**Task item**: Look through the records below and say how many lines include "Decreased". Give only that number.

**Recorded data**:
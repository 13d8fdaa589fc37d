//! Adaptive bulkhead using an AIMD (Additive Increase Multiplicative Decrease) control loop
//!
//! The bulkhead protects a resource by capping how many calls may run against it at once.
//! Instead of a fixed cap, the limit is resized after every window of completed calls:
//!
//! 1. **Additive Increase**: a window whose failure and slow-call rates stay below their
//!    thresholds raises the limit by 1
//! 2. **Multiplicative Decrease**: a window that breaches either threshold halves the limit
//!
//! Admission is fail-fast. A call that finds no free permit is rejected immediately; nothing
//! is queued.
//!
//! # Basic Usage
//! ```
//! use std::time::Duration;
//! use adaptive_bulkhead::adaptive_bulkhead::{AdaptiveBulkheadConfig, PermitPool};
//!
//! let config = AdaptiveBulkheadConfig::builder()
//!     .min_limit(5)
//!     .max_limit(50)
//!     .window_size(5)
//!     .window_time(Duration::from_secs(2))
//!     .failure_rate_threshold(50.0)
//!     .slow_call_rate_threshold(50.0)
//!     .slow_call_duration_threshold(Duration::from_millis(200))
//!     .build();
//! let pool = PermitPool::new("inventory", config).expect("valid config");
//!
//! if pool.acquire_permission() {
//!     // ... call the protected resource ...
//!     pool.on_success(Duration::from_millis(50)).expect("permit is outstanding");
//! }
//! ```
//!
//! # Configuration
//! See [`adaptive_bulkhead::AdaptiveBulkheadConfig`] for tuning parameters
//!
//! # Metrics
//! Emits metrics and logs via the `InternalEvent` trait
pub mod adaptive_bulkhead;
#[cfg(test)]
pub mod test_utils;

#[macro_use]
extern crate tracing;

pub type Error = Box<dyn std::error::Error + Send + Sync + 'static>;
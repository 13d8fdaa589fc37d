//! Fire-and-forget notification of limit changes.
//!
//! Publishing never blocks and never fails the call path that triggered it. Each subscriber
//! has its own bounded buffer on a `tokio::sync::broadcast` channel. A subscriber that falls
//! further behind than that buffer misses the oldest events and nobody else is affected.

use std::{
    panic::{self, AssertUnwindSafe},
    time::SystemTime,
};

use tokio::{
    sync::broadcast::{self, Receiver, Sender, error::RecvError},
    task::JoinHandle,
};

/// The direction of a limit change.
#[derive(Clone, Copy, Debug, PartialEq, Eq)]
pub enum LimitChangeKind {
    Increased,
    Decreased,
}

/// A change of a bulkhead's concurrency limit, published after a window closes.
#[derive(Clone, Debug, PartialEq, Eq)]
pub struct LimitChangeEvent {
    bulkhead: String,
    old_limit: usize,
    new_limit: usize,
    occurred_at: SystemTime,
}

impl LimitChangeEvent {
    pub(crate) fn new(bulkhead: &str, old_limit: usize, new_limit: usize) -> Self {
        Self {
            bulkhead: bulkhead.to_owned(),
            old_limit,
            new_limit,
            occurred_at: SystemTime::now(),
        }
    }

    /// Name of the bulkhead whose limit changed.
    pub fn bulkhead(&self) -> &str {
        &self.bulkhead
    }

    pub const fn old_limit(&self) -> usize {
        self.old_limit
    }

    pub const fn new_limit(&self) -> usize {
        self.new_limit
    }

    /// Wall-clock time at which the change was applied.
    pub const fn occurred_at(&self) -> SystemTime {
        self.occurred_at
    }

    pub fn kind(&self) -> LimitChangeKind {
        if self.new_limit > self.old_limit {
            LimitChangeKind::Increased
        } else {
            LimitChangeKind::Decreased
        }
    }
}

#[derive(Debug, Clone)]
pub struct EventChannel {
    sender: Sender<LimitChangeEvent>,
}

impl EventChannel {
    pub fn new(capacity: usize) -> Self {
        let (sender, _) = broadcast::channel(capacity.max(1));
        Self { sender }
    }

    /// Hands `event` to every current subscriber without waiting for any of them.
    pub fn publish(&self, event: LimitChangeEvent) {
        match self.sender.send(event) {
            Ok(receivers) => trace!(receivers, "Published limit change."),
            // No subscribers is the common case, not a failure.
            Err(_) => trace!("Limit change published with no subscribers."),
        }
    }

    /// A receiver of every event published from now on.
    pub fn subscribe(&self) -> Receiver<LimitChangeEvent> {
        self.sender.subscribe()
    }

    /// Runs `handler` on a dedicated task for every event published from now on.
    ///
    /// A panicking handler skips that event only; it stays subscribed. Delivery stops when
    /// the returned [`Subscription`] is dropped or unsubscribed.
    ///
    /// # Panics
    ///
    /// Panics when called outside of a Tokio runtime.
    pub fn on_limit_change<F>(&self, handler: F) -> Subscription
    where
        F: Fn(&LimitChangeEvent) + Send + Sync + 'static,
    {
        let mut receiver = self.sender.subscribe();
        let task = tokio::spawn(async move {
            loop {
                match receiver.recv().await {
                    Ok(event) => {
                        if panic::catch_unwind(AssertUnwindSafe(|| handler(&event))).is_err() {
                            warn!(
                                message = "Limit change subscriber panicked; event skipped.",
                                bulkhead = event.bulkhead(),
                            );
                        }
                    }
                    Err(RecvError::Lagged(skipped)) => {
                        warn!(
                            message = "Limit change subscriber fell behind; events dropped.",
                            skipped,
                        );
                    }
                    Err(RecvError::Closed) => break,
                }
            }
        });
        Subscription { task: Some(task) }
    }

    /// Number of live subscribers, handler-based or receiver-based.
    pub fn subscriber_count(&self) -> usize {
        self.sender.receiver_count()
    }
}

/// Keeps a handler registered via [`EventChannel::on_limit_change`] alive.
#[derive(Debug)]
#[must_use = "dropping a Subscription unsubscribes its handler"]
pub struct Subscription {
    task: Option<JoinHandle<()>>,
}

impl Subscription {
    pub fn unsubscribe(mut self) {
        self.cancel();
    }

    fn cancel(&mut self) {
        if let Some(task) = self.task.take() {
            task.abort();
        }
    }
}

impl Drop for Subscription {
    fn drop(&mut self) {
        self.cancel();
    }
}
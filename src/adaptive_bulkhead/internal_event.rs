//! Metrics and logs emitted by the bulkhead's control loop.
//!
//! Every metric carries a `bulkhead` label holding the bulkhead's name. The labelled handles are
//! registered once per bulkhead in [`BulkheadMetrics::register`], so the admission path only
//! touches pre-resolved handles.

use metrics::{Counter, Gauge, Histogram, counter, gauge, histogram};

use super::{OutcomeRecord, Snapshot};

pub trait InternalEvent: Sized {
    fn emit(self);
}

/// Metric handles of one bulkhead.
#[derive(Debug)]
pub struct BulkheadMetrics {
    bulkhead: String,
    limit: Gauge,
    // A histogram, as in-flight takes many values per reporting interval.
    in_flight: Histogram,
    calls_rejected: Counter,
    call_duration: Histogram,
    calls_failed: Counter,
    calls_slow: Counter,
    window_samples: Histogram,
    window_failure_rate: Histogram,
    window_slow_call_rate: Histogram,
    limit_increases: Counter,
    limit_decreases: Counter,
}

impl BulkheadMetrics {
    pub fn register(bulkhead: &str) -> Self {
        let label = bulkhead.to_owned();
        Self {
            limit: gauge!("adaptive_bulkhead_limit", "bulkhead" => label.clone()),
            in_flight: histogram!("adaptive_bulkhead_in_flight", "bulkhead" => label.clone()),
            calls_rejected: counter!(
                "adaptive_bulkhead_calls_rejected_total",
                "bulkhead" => label.clone()
            ),
            call_duration: histogram!(
                "adaptive_bulkhead_call_duration_seconds",
                "bulkhead" => label.clone()
            ),
            calls_failed: counter!(
                "adaptive_bulkhead_calls_failed_total",
                "bulkhead" => label.clone()
            ),
            calls_slow: counter!("adaptive_bulkhead_calls_slow_total", "bulkhead" => label.clone()),
            window_samples: histogram!(
                "adaptive_bulkhead_window_samples",
                "bulkhead" => label.clone()
            ),
            window_failure_rate: histogram!(
                "adaptive_bulkhead_window_failure_rate",
                "bulkhead" => label.clone()
            ),
            window_slow_call_rate: histogram!(
                "adaptive_bulkhead_window_slow_call_rate",
                "bulkhead" => label.clone()
            ),
            limit_increases: counter!(
                "adaptive_bulkhead_limit_changes_total",
                "bulkhead" => label.clone(),
                "direction" => "increase"
            ),
            limit_decreases: counter!(
                "adaptive_bulkhead_limit_changes_total",
                "bulkhead" => label.clone(),
                "direction" => "decrease"
            ),
            bulkhead: label,
        }
    }

    pub fn bulkhead(&self) -> &str {
        &self.bulkhead
    }
}

#[derive(Debug)]
pub struct BulkheadCreated<'a> {
    pub metrics: &'a BulkheadMetrics,
    pub limit: usize,
    pub min_limit: usize,
    pub max_limit: usize,
}

impl InternalEvent for BulkheadCreated<'_> {
    fn emit(self) {
        self.metrics.limit.set(self.limit as f64);
        debug!(
            message = "Adaptive bulkhead created.",
            bulkhead = self.metrics.bulkhead(),
            limit = self.limit,
            min_limit = self.min_limit,
            max_limit = self.max_limit,
        );
    }
}

#[derive(Debug)]
pub struct BulkheadCallPermitted<'a> {
    pub metrics: &'a BulkheadMetrics,
    pub in_flight: usize,
}

impl InternalEvent for BulkheadCallPermitted<'_> {
    fn emit(self) {
        self.metrics.in_flight.record(self.in_flight as f64);
        trace!(
            target: "adaptive_bulkhead::stats",
            bulkhead = self.metrics.bulkhead(),
            in_flight = self.in_flight,
            "Permit granted"
        );
    }
}

#[derive(Debug)]
pub struct BulkheadCallRejected<'a> {
    pub metrics: &'a BulkheadMetrics,
    pub limit: usize,
}

impl InternalEvent for BulkheadCallRejected<'_> {
    fn emit(self) {
        self.metrics.calls_rejected.increment(1);
        trace!(
            target: "adaptive_bulkhead::stats",
            bulkhead = self.metrics.bulkhead(),
            limit = self.limit,
            "Permit rejected"
        );
    }
}

#[derive(Debug)]
pub struct BulkheadCallFinished<'a> {
    pub metrics: &'a BulkheadMetrics,
    pub outcome: &'a OutcomeRecord,
}

impl InternalEvent for BulkheadCallFinished<'_> {
    fn emit(self) {
        self.metrics.call_duration.record(self.outcome.duration());
        if self.outcome.failed() {
            self.metrics.calls_failed.increment(1);
        }
        if self.outcome.is_slow() {
            self.metrics.calls_slow.increment(1);
        }
        trace!(
            target: "adaptive_bulkhead::stats",
            bulkhead = self.metrics.bulkhead(),
            succeeded = self.outcome.succeeded(),
            slow = self.outcome.is_slow(),
            duration_ms = self.outcome.duration().as_millis(),
            "Call finished"
        );
    }
}

#[derive(Debug)]
pub struct BulkheadWindowClosed<'a> {
    pub metrics: &'a BulkheadMetrics,
    pub snapshot: &'a Snapshot,
}

impl InternalEvent for BulkheadWindowClosed<'_> {
    fn emit(self) {
        self.metrics
            .window_samples
            .record(self.snapshot.sample_count() as f64);
        // Empty windows carry no rates worth charting.
        if !self.snapshot.is_empty() {
            self.metrics
                .window_failure_rate
                .record(f64::from(self.snapshot.failure_rate()));
            self.metrics
                .window_slow_call_rate
                .record(f64::from(self.snapshot.slow_call_rate()));
        }
        debug!(
            target: "adaptive_bulkhead::stats",
            bulkhead = self.metrics.bulkhead(),
            samples = self.snapshot.sample_count(),
            failure_rate = self.snapshot.failure_rate(),
            slow_call_rate = self.snapshot.slow_call_rate(),
            "Window closed"
        );
    }
}

#[derive(Debug)]
pub struct BulkheadLimitChanged<'a> {
    pub metrics: &'a BulkheadMetrics,
    pub old_limit: usize,
    pub new_limit: usize,
}

impl InternalEvent for BulkheadLimitChanged<'_> {
    fn emit(self) {
        let direction = if self.new_limit > self.old_limit {
            self.metrics.limit_increases.increment(1);
            "increase"
        } else {
            self.metrics.limit_decreases.increment(1);
            "decrease"
        };
        self.metrics.limit.set(self.new_limit as f64);
        info!(
            target: "adaptive_bulkhead::stats",
            bulkhead = self.metrics.bulkhead(),
            old_limit = self.old_limit,
            new_limit = self.new_limit,
            direction,
            "Limit adjusted"
        );
    }
}

#[derive(Debug)]
pub struct BulkheadUnmatchedRelease<'a> {
    pub bulkhead: &'a str,
}

impl InternalEvent for BulkheadUnmatchedRelease<'_> {
    fn emit(self) {
        warn!(
            message = "Outcome reported without an outstanding permit; ignoring it.",
            bulkhead = self.bulkhead,
        );
    }
}
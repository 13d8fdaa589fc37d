use tracing_subscriber::EnvFilter;

/// Installs a test-friendly subscriber once per test binary. Honours `RUST_LOG`.
pub fn trace_init() {
    let _ = tracing_subscriber::fmt()
        .with_env_filter(EnvFilter::from_default_env())
        .with_test_writer()
        .try_init();
}
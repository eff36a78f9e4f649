//! Login, demo mode, and logout.

use axum::{
    Form, Json,
    extract::State,
    response::{IntoResponse, Redirect},
};
use serde::{Deserialize, Serialize};
use tower_sessions::Session;
use tracing::instrument;

use folio_core::Role;

use super::ActionResponse;
use crate::error::{Result, add_breadcrumb};
use crate::middleware::CurrentRole;
use crate::services::SessionResolver;
use crate::state::AppState;

/// Login form data.
#[derive(Debug, Deserialize)]
pub struct LoginForm {
    #[serde(default)]
    pub password: String,
}

/// Current role, for the presentation layer.
#[derive(Debug, Serialize)]
pub struct SessionInfo {
    pub role: Role,
}

/// POST /auth/login
#[instrument(skip_all)]
pub async fn login(
    State(state): State<AppState>,
    session: Session,
    Form(form): Form<LoginForm>,
) -> Result<Json<ActionResponse>> {
    state.sessions().login(&session, &form.password).await?;
    add_breadcrumb("auth", "Admin logged in");
    Ok(Json(ActionResponse::ok("Logged in.")))
}

/// POST /auth/demo
pub async fn demo(session: Session) -> Result<impl IntoResponse> {
    SessionResolver::enable_demo(&session).await?;
    Ok(Redirect::to("/admin"))
}

/// POST /auth/logout
pub async fn logout(session: Session) -> Result<impl IntoResponse> {
    SessionResolver::logout(&session).await?;
    Ok(Redirect::to("/"))
}

/// GET /api/session
pub async fn whoami(CurrentRole(role): CurrentRole) -> Json<SessionInfo> {
    Json(SessionInfo { role })
}
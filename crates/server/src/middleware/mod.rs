//! HTTP middleware and extractors.
//!
//! - [`session`] - Signed-cookie session layer backed by `PostgreSQL`
//! - [`auth`] - Caller role extractor

pub mod auth;
pub mod session;

pub use auth::CurrentRole;
pub use session::{
    SESSION_COOKIE_NAME, SessionSettings, SessionSetupError, postgres_session_store,
    with_session_layer,
};
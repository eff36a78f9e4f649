//! Persistence for portfolio content.
//!
//! # Database: `folio`
//!
//! ## Tables
//!
//! - `folio.project` - Portfolio projects (`images[1]` is the cover)
//! - `folio.message` - Contact form messages
//! - `folio.session` - Tower-sessions storage
//!
//! # Stores
//!
//! Handlers never touch the pool directly. They go through the
//! [`ProjectStore`] and [`MessageStore`] traits, implemented for `PostgreSQL`
//! ([`PgProjectStore`], [`PgMessageStore`]) and in memory ([`memory`]).
//!
//! # Migrations
//!
//! Migrations are stored in `crates/server/migrations/` and run via:
//! ```bash
//! cargo run -p folio-cli -- migrate
//! ```

pub mod memory;
pub mod messages;
pub mod projects;

use std::time::Duration;

use async_trait::async_trait;
use secrecy::ExposeSecret;
use sqlx::PgPool;
use sqlx::postgres::PgPoolOptions;
use thiserror::Error;

use folio_core::{MessageId, ProjectId};

use crate::models::{Message, NewMessage, NewProject, Project};

pub use memory::{MemoryMessageStore, MemoryProjectStore};
pub use messages::PgMessageStore;
pub use projects::PgProjectStore;

/// Errors that can occur during repository operations.
#[derive(Debug, Error)]
pub enum RepositoryError {
    /// Database error from sqlx.
    #[error("database error: {0}")]
    Database(#[from] sqlx::Error),

    /// Data in the database is corrupted or invalid.
    #[error("data corruption: {0}")]
    DataCorruption(String),
}

/// Storage for projects.
#[async_trait]
pub trait ProjectStore: Send + Sync {
    /// Insert a project and return it with its assigned id and timestamp.
    async fn insert(&self, project: NewProject) -> Result<Project, RepositoryError>;

    /// Delete a project. Returns `false` if no project had this id.
    async fn delete(&self, id: ProjectId) -> Result<bool, RepositoryError>;

    /// All projects, newest first.
    async fn list(&self) -> Result<Vec<Project>, RepositoryError>;

    /// Verify the backing store is reachable.
    async fn ping(&self) -> Result<(), RepositoryError>;
}

/// Storage for contact messages.
#[async_trait]
pub trait MessageStore: Send + Sync {
    /// Insert a message and return it with its assigned id and timestamp.
    async fn insert(&self, message: NewMessage) -> Result<Message, RepositoryError>;

    /// Delete a message. Returns `false` if no message had this id.
    async fn delete(&self, id: MessageId) -> Result<bool, RepositoryError>;

    /// All messages, newest first.
    async fn list(&self) -> Result<Vec<Message>, RepositoryError>;
}

/// Create a `PostgreSQL` connection pool with sensible defaults.
///
/// # Arguments
///
/// * `database_url` - `PostgreSQL` connection string (wrapped in `SecretString`)
///
/// # Errors
///
/// Returns `sqlx::Error` if the connection cannot be established.
pub async fn create_pool(database_url: &secrecy::SecretString) -> Result<PgPool, sqlx::Error> {
    PgPoolOptions::new()
        .max_connections(10)
        .min_connections(2)
        .acquire_timeout(Duration::from_secs(10))
        .connect(database_url.expose_secret())
        .await
}

/// Apply the content schema migrations.
///
/// # Errors
///
/// Returns `MigrateError` if a migration fails or the history is inconsistent.
pub async fn run_migrations(pool: &PgPool) -> Result<(), sqlx::migrate::MigrateError> {
    sqlx::migrate!("./migrations").run(pool).await
}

**Exercise answer**: 2